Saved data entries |
________________________

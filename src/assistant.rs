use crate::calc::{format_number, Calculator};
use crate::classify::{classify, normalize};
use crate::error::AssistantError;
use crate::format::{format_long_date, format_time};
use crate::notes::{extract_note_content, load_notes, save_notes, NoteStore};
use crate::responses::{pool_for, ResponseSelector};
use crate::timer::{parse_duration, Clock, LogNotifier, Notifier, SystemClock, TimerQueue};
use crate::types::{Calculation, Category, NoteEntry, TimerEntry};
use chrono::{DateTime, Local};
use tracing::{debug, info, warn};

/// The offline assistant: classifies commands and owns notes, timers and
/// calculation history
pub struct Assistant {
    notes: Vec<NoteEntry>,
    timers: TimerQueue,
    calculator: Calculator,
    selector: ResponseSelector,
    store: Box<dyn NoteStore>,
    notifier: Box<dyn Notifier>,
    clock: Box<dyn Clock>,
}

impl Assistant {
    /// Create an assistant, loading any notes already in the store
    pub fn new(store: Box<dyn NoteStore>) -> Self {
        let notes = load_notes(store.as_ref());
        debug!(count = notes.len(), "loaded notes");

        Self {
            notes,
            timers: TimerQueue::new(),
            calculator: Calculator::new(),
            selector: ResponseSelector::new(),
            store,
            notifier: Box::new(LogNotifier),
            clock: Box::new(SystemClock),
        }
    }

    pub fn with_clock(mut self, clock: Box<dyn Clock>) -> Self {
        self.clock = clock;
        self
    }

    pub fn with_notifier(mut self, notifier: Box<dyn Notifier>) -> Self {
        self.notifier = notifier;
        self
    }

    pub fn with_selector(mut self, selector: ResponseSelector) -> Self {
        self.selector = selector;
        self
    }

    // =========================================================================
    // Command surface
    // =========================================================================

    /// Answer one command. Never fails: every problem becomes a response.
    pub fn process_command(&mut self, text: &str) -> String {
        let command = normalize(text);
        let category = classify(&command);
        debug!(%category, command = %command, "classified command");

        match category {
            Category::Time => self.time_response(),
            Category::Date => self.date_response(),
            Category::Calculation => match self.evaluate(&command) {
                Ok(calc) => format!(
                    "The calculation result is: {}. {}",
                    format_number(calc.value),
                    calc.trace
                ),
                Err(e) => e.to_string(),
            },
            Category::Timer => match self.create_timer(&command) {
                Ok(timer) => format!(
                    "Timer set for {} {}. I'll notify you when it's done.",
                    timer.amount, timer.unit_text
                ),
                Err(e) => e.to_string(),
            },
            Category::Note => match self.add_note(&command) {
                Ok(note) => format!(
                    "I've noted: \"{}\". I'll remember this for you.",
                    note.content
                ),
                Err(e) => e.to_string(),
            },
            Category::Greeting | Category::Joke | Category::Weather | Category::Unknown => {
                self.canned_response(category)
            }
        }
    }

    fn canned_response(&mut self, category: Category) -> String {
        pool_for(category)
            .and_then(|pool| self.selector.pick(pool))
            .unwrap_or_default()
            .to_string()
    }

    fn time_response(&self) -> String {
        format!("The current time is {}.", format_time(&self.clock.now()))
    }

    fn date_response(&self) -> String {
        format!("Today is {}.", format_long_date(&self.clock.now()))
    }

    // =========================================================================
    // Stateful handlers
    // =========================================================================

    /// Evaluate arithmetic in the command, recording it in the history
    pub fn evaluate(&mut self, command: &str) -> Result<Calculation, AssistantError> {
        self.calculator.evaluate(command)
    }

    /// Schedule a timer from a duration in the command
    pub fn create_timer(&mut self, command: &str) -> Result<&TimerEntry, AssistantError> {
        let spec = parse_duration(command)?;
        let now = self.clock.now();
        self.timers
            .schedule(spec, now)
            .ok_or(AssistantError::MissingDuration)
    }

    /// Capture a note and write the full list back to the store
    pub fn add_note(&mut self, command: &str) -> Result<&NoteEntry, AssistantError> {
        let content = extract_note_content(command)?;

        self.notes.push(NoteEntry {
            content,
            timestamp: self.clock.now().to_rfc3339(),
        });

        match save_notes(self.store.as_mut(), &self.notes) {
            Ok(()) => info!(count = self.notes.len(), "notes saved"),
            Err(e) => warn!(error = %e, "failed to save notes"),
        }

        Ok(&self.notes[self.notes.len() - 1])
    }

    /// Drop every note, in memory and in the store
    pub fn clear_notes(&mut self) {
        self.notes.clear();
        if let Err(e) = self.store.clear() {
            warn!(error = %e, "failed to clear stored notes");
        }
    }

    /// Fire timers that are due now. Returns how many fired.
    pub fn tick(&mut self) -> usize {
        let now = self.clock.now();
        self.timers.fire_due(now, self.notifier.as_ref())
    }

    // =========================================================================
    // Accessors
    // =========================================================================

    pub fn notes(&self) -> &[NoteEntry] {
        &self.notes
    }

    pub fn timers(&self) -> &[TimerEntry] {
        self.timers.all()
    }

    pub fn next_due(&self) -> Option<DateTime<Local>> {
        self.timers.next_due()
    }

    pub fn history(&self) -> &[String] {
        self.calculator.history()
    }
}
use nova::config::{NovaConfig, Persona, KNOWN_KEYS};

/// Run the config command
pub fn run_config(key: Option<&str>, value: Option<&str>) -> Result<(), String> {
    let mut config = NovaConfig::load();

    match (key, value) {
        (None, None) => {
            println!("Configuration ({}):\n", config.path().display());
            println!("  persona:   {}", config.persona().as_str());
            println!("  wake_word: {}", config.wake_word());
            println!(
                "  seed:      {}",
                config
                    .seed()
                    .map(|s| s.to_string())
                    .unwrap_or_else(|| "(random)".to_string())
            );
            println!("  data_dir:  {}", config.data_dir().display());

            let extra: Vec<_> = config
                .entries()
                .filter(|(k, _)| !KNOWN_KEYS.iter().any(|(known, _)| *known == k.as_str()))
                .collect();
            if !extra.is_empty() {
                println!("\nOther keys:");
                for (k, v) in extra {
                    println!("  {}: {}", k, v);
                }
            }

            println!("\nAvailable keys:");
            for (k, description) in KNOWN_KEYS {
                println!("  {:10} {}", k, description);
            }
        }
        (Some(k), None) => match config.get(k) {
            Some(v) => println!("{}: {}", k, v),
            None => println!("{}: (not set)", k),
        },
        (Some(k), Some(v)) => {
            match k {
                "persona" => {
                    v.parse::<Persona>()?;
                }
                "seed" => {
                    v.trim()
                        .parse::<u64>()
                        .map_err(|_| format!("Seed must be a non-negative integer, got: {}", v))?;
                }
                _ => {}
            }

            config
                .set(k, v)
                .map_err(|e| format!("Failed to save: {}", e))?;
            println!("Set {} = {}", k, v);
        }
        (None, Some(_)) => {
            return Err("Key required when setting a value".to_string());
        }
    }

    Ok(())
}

________________________

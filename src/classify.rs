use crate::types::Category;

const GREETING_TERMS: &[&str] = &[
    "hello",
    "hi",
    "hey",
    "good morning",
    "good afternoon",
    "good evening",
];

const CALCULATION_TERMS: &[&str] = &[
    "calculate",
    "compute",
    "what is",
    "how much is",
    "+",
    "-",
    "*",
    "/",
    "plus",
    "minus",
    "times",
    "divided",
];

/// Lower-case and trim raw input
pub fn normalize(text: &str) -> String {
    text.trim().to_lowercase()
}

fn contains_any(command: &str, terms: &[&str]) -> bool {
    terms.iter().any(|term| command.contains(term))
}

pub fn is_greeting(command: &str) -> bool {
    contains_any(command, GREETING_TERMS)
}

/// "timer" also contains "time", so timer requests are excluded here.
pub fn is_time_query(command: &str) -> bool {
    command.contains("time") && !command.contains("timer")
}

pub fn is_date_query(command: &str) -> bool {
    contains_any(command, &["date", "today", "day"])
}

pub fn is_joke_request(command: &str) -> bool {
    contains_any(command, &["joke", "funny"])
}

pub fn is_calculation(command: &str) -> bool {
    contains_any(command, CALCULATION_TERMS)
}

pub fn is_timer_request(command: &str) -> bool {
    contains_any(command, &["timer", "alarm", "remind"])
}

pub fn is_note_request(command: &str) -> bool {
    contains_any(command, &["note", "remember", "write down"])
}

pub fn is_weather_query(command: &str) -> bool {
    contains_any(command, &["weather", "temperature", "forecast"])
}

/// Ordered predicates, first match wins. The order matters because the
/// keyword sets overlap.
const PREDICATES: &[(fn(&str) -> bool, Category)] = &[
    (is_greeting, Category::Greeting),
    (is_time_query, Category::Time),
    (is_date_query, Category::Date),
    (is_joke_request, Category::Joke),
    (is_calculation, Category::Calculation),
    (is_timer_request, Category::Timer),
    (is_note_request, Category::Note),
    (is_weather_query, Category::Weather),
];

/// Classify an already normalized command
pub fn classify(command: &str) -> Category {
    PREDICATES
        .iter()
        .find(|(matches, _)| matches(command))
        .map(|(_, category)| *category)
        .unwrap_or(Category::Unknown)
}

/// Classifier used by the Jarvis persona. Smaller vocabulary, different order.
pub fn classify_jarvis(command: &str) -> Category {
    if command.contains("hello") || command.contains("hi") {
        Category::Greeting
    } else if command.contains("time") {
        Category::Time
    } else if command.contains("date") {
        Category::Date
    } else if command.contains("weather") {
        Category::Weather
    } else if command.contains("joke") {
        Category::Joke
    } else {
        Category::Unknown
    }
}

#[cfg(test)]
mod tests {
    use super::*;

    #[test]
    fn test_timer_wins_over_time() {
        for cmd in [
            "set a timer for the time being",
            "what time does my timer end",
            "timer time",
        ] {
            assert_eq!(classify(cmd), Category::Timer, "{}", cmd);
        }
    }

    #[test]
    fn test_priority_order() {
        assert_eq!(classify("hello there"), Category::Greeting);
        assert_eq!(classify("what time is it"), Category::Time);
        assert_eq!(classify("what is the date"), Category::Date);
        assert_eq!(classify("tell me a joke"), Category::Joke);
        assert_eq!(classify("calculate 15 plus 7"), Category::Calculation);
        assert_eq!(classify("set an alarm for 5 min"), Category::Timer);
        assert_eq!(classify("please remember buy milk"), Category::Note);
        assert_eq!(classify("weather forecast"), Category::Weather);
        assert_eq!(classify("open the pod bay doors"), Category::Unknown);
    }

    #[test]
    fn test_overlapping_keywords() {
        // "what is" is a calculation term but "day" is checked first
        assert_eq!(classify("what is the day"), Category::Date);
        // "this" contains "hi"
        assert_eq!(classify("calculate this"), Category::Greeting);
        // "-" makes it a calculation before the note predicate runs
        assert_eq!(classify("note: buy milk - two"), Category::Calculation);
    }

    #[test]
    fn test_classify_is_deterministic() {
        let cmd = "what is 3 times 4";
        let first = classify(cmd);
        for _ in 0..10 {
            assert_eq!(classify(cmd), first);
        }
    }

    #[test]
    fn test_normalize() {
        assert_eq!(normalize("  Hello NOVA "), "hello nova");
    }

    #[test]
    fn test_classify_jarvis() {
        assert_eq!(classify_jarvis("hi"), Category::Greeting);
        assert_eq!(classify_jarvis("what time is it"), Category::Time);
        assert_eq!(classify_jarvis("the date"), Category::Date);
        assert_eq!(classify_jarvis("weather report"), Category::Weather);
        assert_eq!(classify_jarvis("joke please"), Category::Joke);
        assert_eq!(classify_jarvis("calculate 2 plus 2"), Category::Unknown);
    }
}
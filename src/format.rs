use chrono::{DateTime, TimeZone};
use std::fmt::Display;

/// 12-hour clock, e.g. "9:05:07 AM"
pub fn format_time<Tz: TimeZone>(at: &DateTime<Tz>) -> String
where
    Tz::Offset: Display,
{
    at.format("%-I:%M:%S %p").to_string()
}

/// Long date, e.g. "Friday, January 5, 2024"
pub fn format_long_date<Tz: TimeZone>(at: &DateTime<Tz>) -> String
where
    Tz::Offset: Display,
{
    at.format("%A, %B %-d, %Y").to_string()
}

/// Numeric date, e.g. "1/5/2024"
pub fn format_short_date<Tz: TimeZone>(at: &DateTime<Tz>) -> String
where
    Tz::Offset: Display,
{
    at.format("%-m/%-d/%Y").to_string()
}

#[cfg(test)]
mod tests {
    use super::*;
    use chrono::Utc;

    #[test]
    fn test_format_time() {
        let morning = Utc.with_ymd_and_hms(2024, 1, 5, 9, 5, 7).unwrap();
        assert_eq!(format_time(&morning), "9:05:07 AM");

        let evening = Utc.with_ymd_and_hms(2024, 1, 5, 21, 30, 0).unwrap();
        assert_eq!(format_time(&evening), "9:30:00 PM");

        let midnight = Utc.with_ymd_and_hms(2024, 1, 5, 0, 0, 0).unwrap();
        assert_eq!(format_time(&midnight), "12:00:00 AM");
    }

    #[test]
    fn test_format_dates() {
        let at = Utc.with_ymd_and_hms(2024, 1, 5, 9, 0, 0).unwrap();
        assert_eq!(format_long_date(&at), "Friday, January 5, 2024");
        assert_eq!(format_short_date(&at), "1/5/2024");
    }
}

________________________

Extract each line from the entries above that contains the string "when".

Reply |
                    "Timer set for {} {}. I'll notify you when it's done.",
            return Err("Key required when setting a value".to_string());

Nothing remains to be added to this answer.